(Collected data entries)
//! Targets command implementation.

use console::style;

use vanir_submit::TargetResolver;

/// Execute the targets command.
pub fn execute() {
    let resolver = TargetResolver::new();

    println!("{} Available providers:\n", style("Vanir").cyan().bold());

    for provider in resolver.available_providers() {
        println!(
            "  {} {}",
            style("●").green(),
            style(&provider).bold()
        );
        println!("    Targets: {provider}.<device>");
    }

    println!(
        "  {} {} (sentinel, no workspace required)",
        style("●").green(),
        style("nothing").bold()
    );
    println!();
    println!(
        "Submit with: {}",
        style("vanir submit <program> --target <provider.device>").dim()
    );
}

■ Problem to work on ■
Search the entries for the line holding "submit <program> --target". Return that line and the ones after it through the last, exactly.

■ Exercise output ■
        style("vanir submit <program> --target <provider.device>").dim()
    );
}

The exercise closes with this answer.